NYR won 4-1 pic.twitter.com/ucH0YuMbOk
— Mark Masters (@markhmasters) November 1, 2016
Using the hockey-reference game finder, you’ll see that there’s only been one 4-1 loss to the Rangers at the Air Canada Centre; it came on October 17th, 2009. Connor would have been 12, about to be turning 13 years old. I, coincidentally, was also at that game; my uncle gave my brother and I tickets.
The Actual Game
As he mentioned, the Leafs lost this one 4-1. He didn’t, however, mention that it was 1990’s night; the team did all sorts of themed games throughout the season, where players from certain decades would come out for ceremonial puck drops and the Leafs would wear the names of past players in warmups.
They certainly didn’t look like the good part of the 90’s at this point, though. Far from the 1993/94 club that started the year 10-0-0, these Leafs went 0-7-1. This game was 0-6-1, and it certainly wasn’t a good one. The Leafs never had the lead, Marc Staal scored a goal, and Wade Redden was contributing to a team’s success still.
On the other side of things, the Leafs dressed Joey MacDonald that night in goal, which went about as well as you’d expect it to. Tomas Kaberle led the team in ice time with 25:08 played. Ian white scored Toronto’s lone goal, set up by Niklas Hagman. Phil Kessel was still two weeks away from making his Leafs debut, and Jeff Finger was a -3. Mike Komisarek and Francois Beauchemin, who were expected to be the Leafs’ game changers on defence, were mostly silent on that night.

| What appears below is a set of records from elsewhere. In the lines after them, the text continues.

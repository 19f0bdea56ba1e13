use crate::pipeline::scoring_executor::ScoringExecutor;
use crate::quality::domain::metric_engine::MetricEngine;
use crate::shared::cancellation::CancellationToken;
use crate::shared::error::PipelineError;
use crate::shared::frame::Frame;
use crate::shared::frame_record::FrameRecord;

/// Scores frames one after another on the calling thread.
pub struct SequentialScoringExecutor;

impl ScoringExecutor for SequentialScoringExecutor {
    fn score(
        &self,
        frames: &[Frame],
        engine: &dyn MetricEngine,
        cancel: &CancellationToken,
    ) -> Result<Vec<FrameRecord>, PipelineError> {
        frames
            .iter()
            .map(|frame| {
                if cancel.is_cancelled() {
                    return Err(PipelineError::Cancelled);
                }
                Ok(FrameRecord::new(frame.index(), engine.measure(frame)))
            })
            .collect()
    }
}

#[cfg(test)]
mod tests {
    use super::*;
    use crate::shared::frame_record::FrameMetrics;

    struct IndexEngine;

    impl MetricEngine for IndexEngine {
        fn measure(&self, frame: &Frame) -> FrameMetrics {
            FrameMetrics {
                sharpness: frame.index() as f64,
                brightness: frame.data()[0] as f64,
            }
        }
    }

    #[test]
    fn test_scores_in_input_order() {
        let frames: Vec<_> = (0..4).map(|i| Frame::new(vec![i as u8 * 10; 3], 1, 1, i)).collect();
        let records = SequentialScoringExecutor
            .score(&frames, &IndexEngine, &CancellationToken::new())
            .unwrap();
        assert_eq!(records.len(), 4);
        assert_eq!(records[3].index, 3);
        assert_eq!(records[3].brightness, 30.0);
    }

    #[test]
    fn test_cancelled_returns_error() {
        let cancel = CancellationToken::new();
        cancel.cancel();
        let frames = vec![Frame::new(vec![0; 3], 1, 1, 0)];
        assert!(matches!(
            SequentialScoringExecutor.score(&frames, &IndexEngine, &cancel),
            Err(PipelineError::Cancelled)
        ));
    }
}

Toronto’s fourth line consisted of Colton Orr, Wayne Primeau, and Jay Rosehill. So, two enforcers, and a fourth liner that the Leafs traded Anton Stralman for. It was ugly.

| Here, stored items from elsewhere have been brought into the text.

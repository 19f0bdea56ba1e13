use crate::quality::domain::metric_engine::MetricEngine;
use crate::shared::cancellation::CancellationToken;
use crate::shared::error::PipelineError;
use crate::shared::frame::Frame;
use crate::shared::frame_record::FrameRecord;

/// Abstracts how a batch of decoded frames is scored.
///
/// Implementations must return one record per input frame, in input order,
/// regardless of how the work is scheduled.
pub trait ScoringExecutor: Send + Sync {
    fn score(
        &self,
        frames: &[Frame],
        engine: &dyn MetricEngine,
        cancel: &CancellationToken,
    ) -> Result<Vec<FrameRecord>, PipelineError>;
}
use crate::shared::frame::{Frame, CHANNELS};

/// Target size for a scale factor: truncated, never below one pixel.
pub fn scaled_dimensions(width: u32, height: u32, factor: f64) -> (u32, u32) {
    let w = ((width as f64 * factor) as u32).max(1);
    let h = ((height as f64 * factor) as u32).max(1);
    (w, h)
}

/// One output coordinate's two source neighbours and the weight of the second.
#[derive(Clone, Copy, Debug, PartialEq)]
struct Tap {
    lo: usize,
    hi: usize,
    frac: f32,
}

/// Pixel-center aligned taps: `src = (dst + 0.5) * src_len / dst_len - 0.5`,
/// clamped to the source edges.
fn bilinear_taps(src_len: usize, dst_len: usize) -> Vec<Tap> {
    let scale = src_len as f64 / dst_len as f64;
    let last = src_len - 1;
    (0..dst_len)
        .map(|d| {
            let s = ((d as f64 + 0.5) * scale - 0.5).max(0.0);
            let lo = s.floor() as usize;
            if lo >= last {
                Tap { lo: last, hi: last, frac: 0.0 }
            } else {
                Tap { lo, hi: lo + 1, frac: (s - lo as f64) as f32 }
            }
        })
        .collect()
}

/// Downscales a frame by `factor` with 2-tap bilinear sampling.
///
/// Each output pixel blends the four source pixels around its mapped center.
/// A factor of 1.0 (or an empty frame) returns the frame untouched.
pub fn resize_frame(frame: Frame, factor: f64) -> Frame {
    if factor == 1.0 || frame.is_empty() {
        return frame;
    }
    let (w, h) = scaled_dimensions(frame.width(), frame.height(), factor);
    if (w, h) == (frame.width(), frame.height()) {
        return frame;
    }

    let src_w = frame.width() as usize;
    let xs = bilinear_taps(src_w, w as usize);
    let ys = bilinear_taps(frame.height() as usize, h as usize);
    let src = frame.data();
    let at = |x: usize, y: usize, c: usize| src[(y * src_w + x) * CHANNELS + c] as f32;

    let mut out = Vec::with_capacity(xs.len() * ys.len() * CHANNELS);
    for ty in &ys {
        for tx in &xs {
            for c in 0..CHANNELS {
                let top = at(tx.lo, ty.lo, c) * (1.0 - tx.frac) + at(tx.hi, ty.lo, c) * tx.frac;
                let bottom = at(tx.lo, ty.hi, c) * (1.0 - tx.frac) + at(tx.hi, ty.hi, c) * tx.frac;
                let v = top * (1.0 - ty.frac) + bottom * ty.frac;
                out.push(v.round().clamp(0.0, 255.0) as u8);
            }
        }
    }

    match image::RgbImage::from_raw(w, h, out) {
        Some(img) => frame.replace_pixels(img),
        None => frame,
    }
}

#[cfg(test)]
mod tests {
    use super::*;
    use rstest::rstest;

    use crate::quality::domain::metric_engine::MetricEngine;
    use crate::quality::infrastructure::laplacian_metric_engine::LaplacianMetricEngine;

    fn gray_frame(width: u32, height: u32, value: impl Fn(u32, u32) -> u8) -> Frame {
        let data = (0..height)
            .flat_map(|y| (0..width).map(move |x| (x, y)))
            .flat_map(|(x, y)| {
                let v = value(x, y);
                [v, v, v]
            })
            .collect();
        Frame::new(data, width, height, 0)
    }

    fn first_row(frame: &Frame) -> Vec<u8> {
        frame.data()[..frame.width() as usize * CHANNELS]
            .iter()
            .step_by(CHANNELS)
            .copied()
            .collect()
    }

    #[rstest]
    #[case::half(640, 480, 0.5, (320, 240))]
    #[case::truncates(101, 51, 0.5, (50, 25))]
    #[case::identity(33, 17, 1.0, (33, 17))]
    #[case::floor_at_one(3, 3, 0.1, (1, 1))]
    fn test_scaled_dimensions(
        #[case] w: u32,
        #[case] h: u32,
        #[case] factor: f64,
        #[case] expected: (u32, u32),
    ) {
        assert_eq!(scaled_dimensions(w, h, factor), expected);
    }

    #[test]
    fn test_taps_at_half_scale_pair_neighbours() {
        let taps = bilinear_taps(4, 2);
        assert_eq!(taps[0], Tap { lo: 0, hi: 1, frac: 0.5 });
        assert_eq!(taps[1], Tap { lo: 2, hi: 3, frac: 0.5 });
    }

    #[test]
    fn test_taps_clamp_at_edges() {
        let taps = bilinear_taps(3, 1);
        assert_eq!(taps[0], Tap { lo: 1, hi: 2, frac: 0.0 });
        let taps = bilinear_taps(2, 1);
        assert_eq!(taps[0], Tap { lo: 0, hi: 1, frac: 0.5 });
        let taps = bilinear_taps(1, 1);
        assert_eq!(taps[0], Tap { lo: 0, hi: 0, frac: 0.0 });
    }

    #[test]
    fn test_two_pixel_stripes_survive_halving() {
        let stripes = gray_frame(64, 16, |x, _| if (x / 2) % 2 == 0 { 255 } else { 0 });
        let resized = resize_frame(stripes, 0.5);

        assert_eq!((resized.width(), resized.height()), (32, 8));
        let row = first_row(&resized);
        assert_eq!(&row[..6], &[255, 0, 255, 0, 255, 0]);

        // Full-contrast alternation: every luma value is 0 or 255.
        let metrics = LaplacianMetricEngine.measure(&resized);
        assert!(metrics.sharpness > 200_000.0, "sharpness {}", metrics.sharpness);
    }

    #[test]
    fn test_gradient_interpolates_between_neighbours() {
        let ramp = gray_frame(4, 2, |x, _| [0, 100, 200, 250][x as usize]);
        let resized = resize_frame(ramp, 0.5);
        assert_eq!(first_row(&resized), vec![50, 225]);
    }

    #[test]
    fn test_resize_halves_dimensions_and_keeps_identity() {
        let frame = Frame::new(vec![90; 40 * 20 * 3], 40, 20, 7).with_source_name("a.png");
        let resized = resize_frame(frame, 0.5);
        assert_eq!((resized.width(), resized.height()), (20, 10));
        assert_eq!(resized.data().len(), 20 * 10 * 3);
        assert_eq!(resized.index(), 7);
        assert_eq!(resized.source_name(), Some("a.png"));
        assert!(resized.data().iter().all(|&v| v == 90));
    }

    #[test]
    fn test_factor_one_is_noop() {
        let frame = Frame::new((0..48).collect(), 4, 4, 0);
        let original = frame.data().to_vec();
        let resized = resize_frame(frame, 1.0);
        assert_eq!(resized.data(), &original[..]);
    }
}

Here’s TLN video-making-man Steve Dangle’s LFR from that night. He moves from his undersized bedroom to his parents basement to officially declare the Leafs a gongshow by literally bashing his dad’s gong:
Meanwhile, I went over to the fantastic hockeystats.ca and grabbed the fancy stats for this game. Hockey Analytics were starting to make waves in places like Edmonton at this time but hadn’t picked up much steam here, so this isn’t something we would’ve talked about much. Toronto out-corsi’d the Rangers 70-57 (51-41 at even strength) and outshot the Rangers 35-28. Sounds like a better night than it was, mostly because the team was trailing for so long and surely had score effects helping them out.
Toronto’s best possession player that night was Kaberle, who was still rocking the league and was 77.8% that night despite being paired with Komisarek. Rickard Wallin was somehow a 67.9% player while starting most of his shifts in the defensive zone. Lee Stempniak, John Mitchell, Jason Blake, Viktor Stalberg, Matt Stajan, Francois Beauchemin, and Alexei Ponikarovsky were all above water. Toronto’s worst possession players that night were Luke Schenn and Jeff Finger on the defence (38.5%; why did anyone think that pair made any sense at any point?) and Orr at 33%.
More Fun Stuff
Well, Connor McDavid went to this game, went through this awful start, and still stayed an extremely delusional and devoted Leafs fan. That’s probably the biggest reason that people aren’t too discouraged about a few measly years in Alberta clouding his mind; if Jeff Finger couldn’t, it’s arguable that nothing will.
Or something will. Who knows. I hope he has fun tonight, in any event.